(DATA PROVIDED begins)

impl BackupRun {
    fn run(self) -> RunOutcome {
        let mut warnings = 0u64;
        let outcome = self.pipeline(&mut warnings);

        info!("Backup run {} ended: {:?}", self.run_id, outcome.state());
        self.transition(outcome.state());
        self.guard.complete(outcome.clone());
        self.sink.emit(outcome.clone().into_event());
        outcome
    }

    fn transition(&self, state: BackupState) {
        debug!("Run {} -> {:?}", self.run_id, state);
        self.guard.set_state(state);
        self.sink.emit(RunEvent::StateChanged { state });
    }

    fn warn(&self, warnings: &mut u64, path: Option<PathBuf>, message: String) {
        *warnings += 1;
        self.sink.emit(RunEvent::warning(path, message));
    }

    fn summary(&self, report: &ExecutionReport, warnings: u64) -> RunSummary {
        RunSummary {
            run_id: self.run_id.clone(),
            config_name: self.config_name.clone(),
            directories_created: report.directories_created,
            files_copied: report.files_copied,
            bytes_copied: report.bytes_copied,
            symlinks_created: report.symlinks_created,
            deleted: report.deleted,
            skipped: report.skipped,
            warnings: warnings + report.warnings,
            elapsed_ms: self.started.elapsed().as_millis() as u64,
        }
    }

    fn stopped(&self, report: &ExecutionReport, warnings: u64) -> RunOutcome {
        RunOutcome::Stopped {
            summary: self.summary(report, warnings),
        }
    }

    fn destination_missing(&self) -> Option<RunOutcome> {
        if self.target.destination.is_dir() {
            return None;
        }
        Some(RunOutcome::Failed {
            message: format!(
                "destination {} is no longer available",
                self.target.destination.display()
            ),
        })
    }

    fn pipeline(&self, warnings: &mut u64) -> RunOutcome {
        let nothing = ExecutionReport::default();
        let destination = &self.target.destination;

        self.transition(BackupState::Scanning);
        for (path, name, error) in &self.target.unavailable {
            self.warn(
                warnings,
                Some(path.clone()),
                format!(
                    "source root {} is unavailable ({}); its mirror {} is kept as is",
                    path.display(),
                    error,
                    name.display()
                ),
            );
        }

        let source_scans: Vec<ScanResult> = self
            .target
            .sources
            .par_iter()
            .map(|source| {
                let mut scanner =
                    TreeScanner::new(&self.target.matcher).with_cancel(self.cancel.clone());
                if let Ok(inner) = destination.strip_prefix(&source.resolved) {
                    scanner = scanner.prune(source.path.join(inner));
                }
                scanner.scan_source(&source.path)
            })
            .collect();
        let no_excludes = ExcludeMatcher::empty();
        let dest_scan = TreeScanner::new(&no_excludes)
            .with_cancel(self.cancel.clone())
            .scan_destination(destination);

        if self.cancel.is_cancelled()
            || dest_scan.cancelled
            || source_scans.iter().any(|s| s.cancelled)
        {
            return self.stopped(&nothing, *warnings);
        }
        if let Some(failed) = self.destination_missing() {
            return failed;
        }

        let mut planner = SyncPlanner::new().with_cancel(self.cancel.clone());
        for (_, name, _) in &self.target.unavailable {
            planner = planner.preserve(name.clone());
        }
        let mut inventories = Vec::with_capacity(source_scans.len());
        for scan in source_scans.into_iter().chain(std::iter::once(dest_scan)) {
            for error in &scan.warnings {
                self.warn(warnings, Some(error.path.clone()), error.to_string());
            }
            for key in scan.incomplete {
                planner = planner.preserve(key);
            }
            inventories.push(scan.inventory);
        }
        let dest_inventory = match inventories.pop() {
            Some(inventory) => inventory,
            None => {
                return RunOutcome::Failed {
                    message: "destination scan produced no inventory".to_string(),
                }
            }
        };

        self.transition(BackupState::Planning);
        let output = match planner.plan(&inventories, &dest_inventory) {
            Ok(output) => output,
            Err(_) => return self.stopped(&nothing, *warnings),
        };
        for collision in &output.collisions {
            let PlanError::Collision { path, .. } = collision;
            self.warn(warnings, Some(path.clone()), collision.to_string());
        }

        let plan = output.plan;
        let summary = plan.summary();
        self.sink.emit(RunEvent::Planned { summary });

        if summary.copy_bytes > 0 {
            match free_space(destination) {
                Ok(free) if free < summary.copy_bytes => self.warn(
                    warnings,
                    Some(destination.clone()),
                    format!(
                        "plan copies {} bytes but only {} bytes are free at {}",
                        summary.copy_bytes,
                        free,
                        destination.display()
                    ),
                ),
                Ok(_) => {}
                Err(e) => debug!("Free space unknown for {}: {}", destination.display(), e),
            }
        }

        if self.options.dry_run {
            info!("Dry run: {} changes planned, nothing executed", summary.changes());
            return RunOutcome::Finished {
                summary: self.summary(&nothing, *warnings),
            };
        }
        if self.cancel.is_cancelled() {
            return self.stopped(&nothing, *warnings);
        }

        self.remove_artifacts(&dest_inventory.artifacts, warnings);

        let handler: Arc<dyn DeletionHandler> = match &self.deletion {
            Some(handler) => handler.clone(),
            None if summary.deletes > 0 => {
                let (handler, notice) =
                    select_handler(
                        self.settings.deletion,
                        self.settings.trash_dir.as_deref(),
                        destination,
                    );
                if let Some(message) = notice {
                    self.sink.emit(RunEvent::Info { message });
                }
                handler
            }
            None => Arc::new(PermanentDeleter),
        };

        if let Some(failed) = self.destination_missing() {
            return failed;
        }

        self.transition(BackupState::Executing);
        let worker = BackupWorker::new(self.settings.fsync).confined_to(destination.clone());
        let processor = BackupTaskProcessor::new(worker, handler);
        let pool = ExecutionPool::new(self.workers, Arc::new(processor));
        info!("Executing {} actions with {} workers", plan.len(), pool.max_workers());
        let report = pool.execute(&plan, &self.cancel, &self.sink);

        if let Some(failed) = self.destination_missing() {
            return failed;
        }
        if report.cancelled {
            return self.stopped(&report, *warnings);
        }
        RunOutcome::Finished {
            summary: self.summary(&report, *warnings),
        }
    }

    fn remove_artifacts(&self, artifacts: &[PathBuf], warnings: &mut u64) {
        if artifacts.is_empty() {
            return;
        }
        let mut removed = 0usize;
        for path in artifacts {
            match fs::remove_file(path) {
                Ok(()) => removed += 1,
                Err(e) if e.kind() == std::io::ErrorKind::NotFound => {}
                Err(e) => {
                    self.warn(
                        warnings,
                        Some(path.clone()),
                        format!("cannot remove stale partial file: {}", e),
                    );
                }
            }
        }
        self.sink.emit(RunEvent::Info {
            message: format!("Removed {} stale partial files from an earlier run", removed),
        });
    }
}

(DATA PROVIDED ends)
(DATA PROVIDED begins)

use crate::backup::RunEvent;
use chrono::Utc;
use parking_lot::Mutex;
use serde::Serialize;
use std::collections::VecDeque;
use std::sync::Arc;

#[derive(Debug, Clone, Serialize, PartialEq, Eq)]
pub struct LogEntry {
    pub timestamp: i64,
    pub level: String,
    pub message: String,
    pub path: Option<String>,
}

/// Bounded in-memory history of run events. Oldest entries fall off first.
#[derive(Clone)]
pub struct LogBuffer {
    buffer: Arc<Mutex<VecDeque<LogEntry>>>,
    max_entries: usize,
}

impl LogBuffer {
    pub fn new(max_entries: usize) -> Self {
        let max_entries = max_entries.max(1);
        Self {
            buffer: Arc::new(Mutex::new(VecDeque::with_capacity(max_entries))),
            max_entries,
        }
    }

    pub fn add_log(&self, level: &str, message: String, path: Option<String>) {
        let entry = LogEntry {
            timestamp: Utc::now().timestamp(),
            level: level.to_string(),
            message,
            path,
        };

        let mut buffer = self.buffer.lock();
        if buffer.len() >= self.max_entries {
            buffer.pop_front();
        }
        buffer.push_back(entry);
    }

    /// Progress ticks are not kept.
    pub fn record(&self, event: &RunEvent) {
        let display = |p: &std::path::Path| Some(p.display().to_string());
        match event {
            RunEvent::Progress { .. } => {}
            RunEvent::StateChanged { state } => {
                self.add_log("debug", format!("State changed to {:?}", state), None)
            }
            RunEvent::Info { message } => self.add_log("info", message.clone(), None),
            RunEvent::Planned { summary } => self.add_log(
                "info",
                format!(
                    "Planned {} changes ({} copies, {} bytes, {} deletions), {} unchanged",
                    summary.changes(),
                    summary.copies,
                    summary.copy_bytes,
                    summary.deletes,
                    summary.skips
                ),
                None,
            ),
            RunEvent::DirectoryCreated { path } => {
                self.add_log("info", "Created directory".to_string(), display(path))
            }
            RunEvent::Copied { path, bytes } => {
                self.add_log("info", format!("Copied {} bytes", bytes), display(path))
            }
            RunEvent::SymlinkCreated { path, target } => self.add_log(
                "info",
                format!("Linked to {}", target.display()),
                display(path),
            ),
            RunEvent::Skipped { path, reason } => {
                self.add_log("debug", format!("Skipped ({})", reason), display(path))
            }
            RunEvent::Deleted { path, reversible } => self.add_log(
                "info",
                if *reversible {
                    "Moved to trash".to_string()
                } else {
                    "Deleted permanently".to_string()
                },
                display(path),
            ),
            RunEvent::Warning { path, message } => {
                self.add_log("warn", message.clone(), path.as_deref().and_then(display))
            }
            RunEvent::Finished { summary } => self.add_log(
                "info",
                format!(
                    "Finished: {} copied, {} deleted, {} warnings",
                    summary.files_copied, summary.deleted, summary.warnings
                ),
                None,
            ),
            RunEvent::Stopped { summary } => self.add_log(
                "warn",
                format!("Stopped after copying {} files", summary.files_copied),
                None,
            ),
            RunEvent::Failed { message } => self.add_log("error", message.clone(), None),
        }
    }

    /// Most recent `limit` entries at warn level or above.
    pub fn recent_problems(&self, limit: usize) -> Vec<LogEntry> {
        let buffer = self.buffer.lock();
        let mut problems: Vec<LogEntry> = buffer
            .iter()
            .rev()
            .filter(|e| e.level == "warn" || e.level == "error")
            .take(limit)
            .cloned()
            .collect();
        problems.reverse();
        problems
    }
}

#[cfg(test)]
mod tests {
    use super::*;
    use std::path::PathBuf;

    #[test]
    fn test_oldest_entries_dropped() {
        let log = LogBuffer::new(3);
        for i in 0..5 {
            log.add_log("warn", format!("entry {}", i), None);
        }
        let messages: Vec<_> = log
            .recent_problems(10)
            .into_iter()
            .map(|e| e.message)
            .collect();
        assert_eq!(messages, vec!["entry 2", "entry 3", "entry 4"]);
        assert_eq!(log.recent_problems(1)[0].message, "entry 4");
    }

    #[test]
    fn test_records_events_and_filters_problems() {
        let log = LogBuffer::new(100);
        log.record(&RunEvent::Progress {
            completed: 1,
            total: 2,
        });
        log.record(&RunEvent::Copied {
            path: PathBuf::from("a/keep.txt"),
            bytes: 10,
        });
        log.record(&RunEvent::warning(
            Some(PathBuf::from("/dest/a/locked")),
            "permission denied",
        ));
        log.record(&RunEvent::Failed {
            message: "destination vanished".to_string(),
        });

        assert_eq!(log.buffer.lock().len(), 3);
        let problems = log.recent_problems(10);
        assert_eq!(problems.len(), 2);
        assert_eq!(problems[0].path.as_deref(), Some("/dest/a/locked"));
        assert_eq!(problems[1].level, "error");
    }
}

(DATA PROVIDED ends)

▶ **PROBLEM TO SOLVE**
Among the lines of the material above, find those with the word "struct". Copy each one.

▶ **ANSWER TO THE PROBLEM**
pub struct LogEntry {
pub struct LogBuffer {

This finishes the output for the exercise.